There have been high expectations for this epic and not just because of its technical brilliance or its length (160 minutes). It doesn’t meet all of them. It’s too long. Catering for a mass audience unfamiliar with the scenarios of the original comics would have been a factor. This movie has a number of love stories, betrayals, and an Armageddon climax. All set against a political background of Richard Nixon as continuing President in 1987. Tricky Dicky just won’t keep way from the cinema lately. Wikipedia has a comprehensive entry that is bound to be regularly re-written by enthusiasts.

It would also been caused by trying to write a screenplay that does justice to its galaxy of super heroes: Ozymandias (Matthew Goode), Silk Spectre (Carla Gugino) and her daughter Silk Spectre II (Malin Akerman), Doctor Manhattan (Billy Crudup), The Comedian (Jeffrey Dean Morgan), Nite Owl II (Patrick Wilson), and Rorschach (Jackie Earle Haley). It’s hard to fault any of the cast.

Fittingly the costumes are first class. Rorschach’s mask, with its morphing ink blots, is superb. Makeup is also very well done.

The sets and props have an eighties feel despite a few anachronisms. The Owl craft tickled some old memories of Buck Rogers and other fifties matinee serials. Buck once superfluously remarked in the 1979-80 TV series that everything that had happened so far was in the past. We knew that it was in a 25th Century future. Watchmen takes place in a parallel 1980s universe. Watergate journalists Woodward and Bernstein have been neutralised. The Oscar winning adaptation of their story All the President's Men would never have been made. A U.S. victory in Vietnam War is secured by the intervention of super heroes. Pure fantasy!

If you’re not into the sight of blood, this isn’t for you. As well as extreme violence, the explicit sex means that it’s not a young kids’ movie. Dr. Manhattan has rather kinky tendencies. The young love birds only get it off after some action in costume to the strains of Leonard Cohen’s ‘Hallelujah’.

The themes are probably of little interest to many action fans. This is a meta-hero film that explores the ethics of intervention in human affairs and of appropriate means to an end. It’s the kind of philosophical discussion that the Greek gods might have had on Mount Olympus. The ancient world permeates the whole production. As well as the Greeks we have Egyptians and Persians. Very much the stuff of modern sci-fi.

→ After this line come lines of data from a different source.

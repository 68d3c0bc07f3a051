//! Blank supplier-comparison templates.
//!
//! The template is a single "Supplier Quotation" sheet:
//!
//! | row | A               | B           | C   | D..                          |
//! |-----|-----------------|-------------|-----|------------------------------|
//! | 1   | QUOTATION NAME: |             |     | Suppliers (merged)           |
//! | 2   | ITEM CODE       | DESCRIPTION | QTY | Supplier 1 (merged pair) ... |
//! | 3   |                 |             |     | UP, AVAILABLE ...            |
//! | 4.. | data entry                                                      ||
//!
//! Every AVAILABLE data cell carries a YES / NO / NOT SURE dropdown.
//!
//! ## Example
//!
//! ```rust
//! use quote_sheets::{TemplateBuilder, TemplateOptions};
//!
//! let sheet = TemplateBuilder::new(TemplateOptions::new(2, 10)).build().unwrap();
//! assert_eq!(sheet.row_count(), 13);
//! assert_eq!(sheet.column_count(), 7);
//! ```

use std::path::Path;

use log::debug;
use quote_sheets_core::{
    BorderLineStyle, CellRange, DataValidation, HorizontalAlignment, Style,
    ValidationErrorStyle, VerticalAlignment, Worksheet,
};
use quote_sheets_xlsx::XlsxWriter;

use crate::error::Result;
use crate::options::{TemplateOptions, BASE_COLUMN_COUNT, TEMPLATE_HEADER_ROWS, TEMPLATE_SHEET_NAME};
use crate::table::{Availability, DESCRIPTION, ITEM_CODE, QTY};

/// Label in the top-left cell
pub const QUOTATION_NAME_LABEL: &str = "QUOTATION NAME:";
/// Label of the merged cell spanning all supplier columns
pub const SUPPLIERS_LABEL: &str = "Suppliers";
/// Second-level label of a supplier's price column
pub const UP_LABEL: &str = "UP";
/// Second-level label of a supplier's availability column
pub const AVAILABLE_LABEL: &str = "AVAILABLE";

const ITEM_CODE_WIDTH: f64 = 15.0;
const DESCRIPTION_WIDTH: f64 = 25.0;
const QTY_WIDTH: f64 = 10.0;
const SUPPLIER_WIDTH: f64 = 18.0;

const INPUT_MESSAGE: &str = "Choose: YES, NO, or NOT SURE";
const ERROR_TITLE: &str = "Invalid Input";
const ERROR_MESSAGE: &str = "Only YES, NO, or NOT SURE are allowed";

/// Placeholder label for the supplier at 0-based `index`
pub fn supplier_label(index: u32) -> String {
    format!("Supplier {}", index + 1)
}

/// Builds template worksheets
#[derive(Debug, Clone, Default)]
pub struct TemplateBuilder {
    options: TemplateOptions,
}

impl TemplateBuilder {
    pub fn new(options: TemplateOptions) -> Self {
        Self { options }
    }

    pub fn options(&self) -> &TemplateOptions {
        &self.options
    }

    /// Build the template sheet
    ///
    /// Fails with [`Error::InvalidParameter`](crate::Error::InvalidParameter)
    /// before touching any sheet when a count is zero or too large.
    pub fn build(&self) -> Result<Worksheet> {
        self.options.validate()?;

        let suppliers = self.options.supplier_count;
        let rows = self.options.row_count;
        // Both fit after validation.
        let last_col = (self.options.column_count() - 1) as u16;
        let first_data_row = TEMPLATE_HEADER_ROWS;
        let last_data_row = TEMPLATE_HEADER_ROWS + rows - 1;

        let header = header_style();
        let entry = Style::new().border(BorderLineStyle::Thin);
        let mut sheet = Worksheet::new(TEMPLATE_SHEET_NAME);

        // Row 1: quotation name label and the merged "Suppliers" banner
        let name_style = Style::new()
            .bold(true)
            .horizontal_alignment(HorizontalAlignment::Left)
            .vertical_alignment(VerticalAlignment::Center)
            .border(BorderLineStyle::Thin);
        sheet.write_at(0, 0, QUOTATION_NAME_LABEL, &name_style)?;
        sheet.write_at(0, BASE_COLUMN_COUNT, SUPPLIERS_LABEL, &header)?;
        for col in BASE_COLUMN_COUNT + 1..=last_col {
            sheet.set_cell_style_at(0, col, &header)?;
        }
        sheet.merge_cells(&CellRange::from_indices(0, BASE_COLUMN_COUNT, 0, last_col))?;

        // Rows 2-3: base headers, supplier labels, UP/AVAILABLE
        for (col, label) in [ITEM_CODE, DESCRIPTION, QTY].into_iter().enumerate() {
            sheet.write_at(1, col as u16, label, &header)?;
            sheet.set_cell_style_at(2, col as u16, &header)?;
        }

        let mut validation = DataValidation::list(Availability::ALL.iter().map(|a| a.as_str()))?
            .with_allow_blank(true)
            .with_input_message(INPUT_MESSAGE)
            .with_error_style(ValidationErrorStyle::Stop)
            .with_error_message(ERROR_TITLE, ERROR_MESSAGE);

        for index in 0..suppliers {
            let up_col = BASE_COLUMN_COUNT + (2 * index) as u16;
            let available_col = up_col + 1;

            sheet.write_at(1, up_col, supplier_label(index), &header)?;
            sheet.set_cell_style_at(1, available_col, &header)?;
            sheet.merge_cells(&CellRange::from_indices(1, up_col, 1, available_col))?;

            sheet.write_at(2, up_col, UP_LABEL, &header)?;
            sheet.write_at(2, available_col, AVAILABLE_LABEL, &header)?;

            validation = validation.with_range(CellRange::from_indices(
                first_data_row,
                available_col,
                last_data_row,
                available_col,
            ));
        }

        for row in first_data_row..=last_data_row {
            for col in 0..=last_col {
                sheet.set_cell_style_at(row, col, &entry)?;
            }
        }
        sheet.add_data_validation(validation);

        sheet.set_column_width(0, ITEM_CODE_WIDTH);
        sheet.set_column_width(1, DESCRIPTION_WIDTH);
        sheet.set_column_width(2, QTY_WIDTH);
        sheet.set_column_range_width(BASE_COLUMN_COUNT, last_col, SUPPLIER_WIDTH);

        debug!(
            "built template: {} suppliers, {} data rows, {} columns",
            suppliers,
            rows,
            last_col + 1
        );

        Ok(sheet)
    }

    /// Build and encode the template as XLSX bytes
    pub fn to_xlsx(&self) -> Result<Vec<u8>> {
        let sheet = self.build()?;
        Ok(XlsxWriter::write_buffer(&[&sheet])?)
    }

    /// Build and write the template to `path`
    pub fn write_file<P: AsRef<Path>>(&self, path: P) -> Result<()> {
        let sheet = self.build()?;
        XlsxWriter::write_file(&[&sheet], path)?;
        Ok(())
    }
}

/// Bold, centered, thin-bordered header cell
pub(crate) fn header_style() -> Style {
    Style::new()
        .bold(true)
        .horizontal_alignment(HorizontalAlignment::Center)
        .vertical_alignment(VerticalAlignment::Center)
        .border(BorderLineStyle::Thin)
}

Watchmen has a dramatic impact when seen on a large screen with the audio turned right up. Migraine territory. Director Zack Snyder has given us a sensual delight otherwise. The computer graphics have the usual high glitz despite working in an old-look context. Tyler Bates’ very effective score owes a debt to many previous films. The ubiquitous Bob Dylan lends The Times They Are a-Changin' to our ears. The compilation of old hots includes: Jimi Hendrix's version of ‘All Along the Watchtower’, Simon & Garfunkel's ‘The Sounds of Silence’, Jimi Hendrix's 'All Along the Watchtower’ and a version of Tears For Fears' ‘Everybody Wants To Rule The World’.

The old cliché of the journal, narrated by its author and dropped at a newspaper, is used to give coherence to the convoluted plot. This added film noir element shouldn’t be necessary. As the director’s cut of Blade Runner showed, it’s usually better without the voice over.

If you’re tired of Batman and Spiderman retreads, then this could be the movie for you. If you’re a fan of the comics, then you might want to wait for an extended director’s cut due later in the year. Too much is obviously not enough for some people!